Even names testify to truth realized by expression: Tutankhamun, “the living image of Amun”;  Thutmes, “born of Thoth”;  Amenhotep, “Amun is content, pleased”; Ramesses Meryamun, “Fashioned by Ra, Beloved of Amun”; Horemheb, “Horus is in jubilation”; Merenptah, “Beloved of Ptah”; Khenemet Amun Hatshepsut, “Conceived by Amun, Foremost of Noble Ladies,” et al. Readers of my vintage will no doubt recall Yul Brynner as Ramesses II in The Ten Commandments: “So it is written, so let it be done.” For all the Egyptological mistakes Cecil B. DeMille made in that movie, he got that part right.

Words trumped art. A person could buy a generic statue and have his own name put on it, so it could possess his ka; that it did not look like him was unimportant — all that was necessary to distinguish it was the name (ren; see “aspects of being” in Part 4). Likewise, kings replaced previous kings’ names on statues with their own, and in the process, accrued their predecessors’ divinity. And by claiming the achievements of others as their own, kings of lesser merit could bask in the reflected glory, now made fact by the written word.

 

Artistic Representation: Methods of Portraying (and Creating) Reality

Figure 5. A 12th Dynasty offering bearer carries a basket of food to sustain her master in the Afterlife.

Grave goods didn’t have to be “real” as we regard reality. Paintings, models or sculpted objects were made real by the magic of ritual declaration — di ankh, “given life.” There was a close connection between words and art; both could create reality. As mentioned in Part 1, images of people in tombs show them in perfect shape — men strong, vigorous and in their prime, women radiating youthful grace and beauty — and this image becomes their reality for all Eternity: what is shown in art or written in words is real and will never change. “Egyptian art was essentially functional, in that funerary paintings and sculpture, for instance, were concerned primarily with the continuance of life — the works of art were intended not merely to imitate or reflect reality but to confirm and perpetuate it.” The purpose was “to represent, influence and manipulate the real world … Egyptian art was concerned above all with ensuring the continuity of the universe, the gods, the king and the people” (Shaw/Nicholson 2008, p. 41).

It was nonetheless practical: in the 12th Dynasty tomb of chief steward Meketra, for instance, a woman carries a basket full of beef, bread and vegetables so that Meketra will be assured of a balanced diet in the Afterlife. [Figure 5] Another grave item from the 12th Dynasty — the turquoise collar of storehouse manager Uah — may dazzle the casual visitor to the Metropolitan Museum who passes by, unaware of its subtle but significant testimony to faith: Hathor, the daughter of Ra, wife of Horus (her name literally means “the mansion of Horus”), divine mother of kings, and the “Lady of the West” who waited each evening to receive the setting sun, was also revered as the “Lady of Turquoise.” [Figure 6] Hand mirrors typically had umbrels formed in the image of Hathor, who was also the goddess of beauty and feminine grace, and they reflected, if you will, a meaning that would be explicit to the Egyptians but opaque to others unless they knew that the word for mirror was also the word for life, ankh; look in the mirror and you see the living image of yourself, beautified by the divine intercession of Hathor. [Figure 7] Theology was everywhere, in everything.

Figure 6. Turquoise signified Hathor, the daughter of Ra, wife of Horus and divine mother of kings.
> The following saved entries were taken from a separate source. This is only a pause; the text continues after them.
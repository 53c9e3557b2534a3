//! Process-lifetime counters for provider traffic. Mutated only at request
//! begin/end points and exposed as copyable snapshots.

use std::sync::atomic::{AtomicU64, Ordering};

#[derive(Debug, Default)]
pub struct ProviderStatsTracker {
    active_requests: AtomicU64,
    total_requests: AtomicU64,
    bytes_sent: AtomicU64,
    bytes_recv: AtomicU64,
    cached: AtomicU64,
    errors: AtomicU64,
}

impl ProviderStatsTracker {
    pub(crate) fn record_accepted(&self) {
        self.total_requests.fetch_add(1, Ordering::Relaxed);
    }

    pub(crate) fn record_cache_hit(&self) {
        self.cached.fetch_add(1, Ordering::Relaxed);
    }

    pub(crate) fn record_send_started(&self, body_len: usize) {
        self.active_requests.fetch_add(1, Ordering::Relaxed);
        self.bytes_sent.fetch_add(body_len as u64, Ordering::Relaxed);
    }

    pub(crate) fn record_bytes_received(&self, response_len: usize) {
        self.bytes_recv
            .fetch_add(response_len as u64, Ordering::Relaxed);
    }

    /// Closes a send opened by `record_send_started`. Failures cover both the
    /// transport and decoding of its reply.
    pub(crate) fn record_send_finished(&self, succeeded: bool) {
        if !succeeded {
            self.errors.fetch_add(1, Ordering::Relaxed);
        }
        self.finish_active();
    }

    fn finish_active(&self) {
        // Saturating so an unbalanced finish can never wrap the gauge.
        let _ = self
            .active_requests
            .fetch_update(Ordering::Relaxed, Ordering::Relaxed, |active| {
                Some(active.saturating_sub(1))
            });
    }

    pub fn snapshot(&self) -> ProviderStats {
        ProviderStats {
            active: ActiveStats {
                requests: self.active_requests.load(Ordering::Relaxed),
                subscriptions: 0,
            },
            total: TotalStats {
                requests: self.total_requests.load(Ordering::Relaxed),
                bytes_sent: self.bytes_sent.load(Ordering::Relaxed),
                bytes_recv: self.bytes_recv.load(Ordering::Relaxed),
                cached: self.cached.load(Ordering::Relaxed),
                errors: self.errors.load(Ordering::Relaxed),
                subscriptions: 0,
                timeout: 0,
            },
        }
    }
}

#[derive(Debug, Default, Copy, Clone, PartialEq, Eq)]
pub struct ProviderStats {
    pub active: ActiveStats,
    pub total: TotalStats,
}

#[derive(Debug, Default, Copy, Clone, PartialEq, Eq)]
pub struct ActiveStats {
    pub requests: u64,
    /// The relay has no push channel, so this is always zero.
    pub subscriptions: u64,
}

#[derive(Debug, Default, Copy, Clone, PartialEq, Eq)]
pub struct TotalStats {
    pub requests: u64,
    pub bytes_sent: u64,
    pub bytes_recv: u64,
    pub cached: u64,
    pub errors: u64,
    pub subscriptions: u64,
    /// No deadline is enforced on relay round trips; always zero.
    pub timeout: u64,
}
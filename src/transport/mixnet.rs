use anyhow::Result;
use futures::future::BoxFuture;

/// The mixnet's single-use request primitive: deliver `message` to
/// `recipient` from the local session and resolve with the one reply.
///
/// Implementations own session bring-up, identities, and delivery; the
/// relay client only frames what goes through. Injected at construction so
/// tests can substitute an in-process relay.
pub trait MixnetRequester: Send + Sync {
    fn request<'a>(
        &'a self,
        session_id: u32,
        recipient: &'a [u8],
        message: Vec<u8>,
        params: &'a [u8],
    ) -> BoxFuture<'a, Result<Vec<u8>>>;
}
Now, here is an irony. The religion was not dogmatic; there was no rigid canon of belief. But there certainly was a canon of art. The basis of art was religious, and “severe deviation from the norm might have endangered the potency and efficacy” of the art, as Malek notes, so the early standards were maintained for 3,000 years — not as fossils of the earliest times, but as continuing expressions of living truth. The religious beliefs that “mitigated against radical innovation ensured that artistic conventions, such as the method of representing human figures and their relative sizes, the way three-dimensional objects were translated into two-dimensional depictions and the emphasis on symmetry, once established, remained standard for the rest of Egyptian history” (Malek 2003, pp. 7-8).
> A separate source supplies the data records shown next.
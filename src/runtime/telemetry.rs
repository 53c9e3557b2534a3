use crate::rpc::metrics::ProviderStatsTracker;
use std::sync::{Arc, OnceLock};
use std::time::Duration;
use tokio::task::JoinHandle;
use tokio::time::MissedTickBehavior;
use tokio::{select, time};
use tokio_util::sync::CancellationToken;
use tracing_subscriber::EnvFilter;

/// Default interval used by the stats reporter task.
pub const DEFAULT_STATS_INTERVAL: Duration = Duration::from_secs(30);

static TRACING_INIT: OnceLock<()> = OnceLock::new();

/// Installs a basic tracing subscriber (if one is not already active).
///
/// The subscriber honours `RUST_LOG` if it is present, otherwise it falls back to `info`.
/// Calling this function multiple times is harmless.
pub fn init_tracing() {
    if TRACING_INIT.get().is_some() {
        return;
    }

    let filter = EnvFilter::try_from_default_env().unwrap_or_else(|_| EnvFilter::new("info"));

    let _ = tracing_subscriber::fmt()
        .with_env_filter(filter)
        .with_target(true)
        .try_init();

    let _ = TRACING_INIT.set(());
}

/// Spawns a background task that periodically logs provider traffic counters.
pub fn spawn_stats_reporter(
    stats: Arc<ProviderStatsTracker>,
    shutdown: CancellationToken,
    interval: Duration,
) -> JoinHandle<()> {
    tokio::spawn(async move {
        let mut ticker = time::interval(interval);
        ticker.set_missed_tick_behavior(MissedTickBehavior::Delay);

        let mut last_snapshot = stats.snapshot();

        loop {
            select! {
                _ = shutdown.cancelled() => {
                    tracing::info!(target: "mixrpc::stats", "stats reporter shutting down");
                    break;
                }
                _ = ticker.tick() => {
                    let current = stats.snapshot();
                    let new_requests = current
                        .total
                        .requests
                        .saturating_sub(last_snapshot.total.requests);

                    tracing::info!(
                        target: "mixrpc::stats",
                        new_requests,
                        active_requests = current.active.requests,
                        total_requests = current.total.requests,
                        bytes_sent = current.total.bytes_sent,
                        bytes_recv = current.total.bytes_recv,
                        cached = current.total.cached,
                        errors = current.total.errors,
                        "provider stats snapshot"
                    );

                    last_snapshot = current;
                }
            }
        }
    })
}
Figure 7. The word for mirror was also the word for life, ankh — the living image of yourself.

That is not to say there were no differences — there were, at times of estrangement between the Two Lands; in the 12th Dynasty, for example, when a trend toward more naturalism replaced the traditional idealism in portraying human figures, and most noticeably in the short-lived Amarna Period, when the heretical 18th Dynasty pharaoh Akhenaten forced the only extreme departure from the canon. Just as with political stability, there were lapses, but over a period of 3,000 years the consistency was remarkable, and still unique in the history of artistic representation.

Let’s look at those enduring conventions: dimensional renderings, the human figure, and symmetry. With symmetry, we are on familiar ground — duality, balance and harmony. In [Figure 8], the symmetry of Ramesses II’s mirror-image cartouches, Ra-Harakhty doubled and standing on the glyph nebu (gold, the flesh of the gods), the djed (stability) pillars and the uas (dominion) staffs — all flanking the ankh — all express order. But as for dimensional perspective and figures, we struggle. This Egyptian art doesn’t look like anything else anywhere, at any time. What could they have been thinking? Whatever it was, they did it about the same way for thousands of years, so there must have been some rationale behind it all. Indeed there was.

Symmetry

Figure 8. Symmetry testifies to order: mirror-image cartouches, Ra-Harakhty deities, djed pillars and uas staffs.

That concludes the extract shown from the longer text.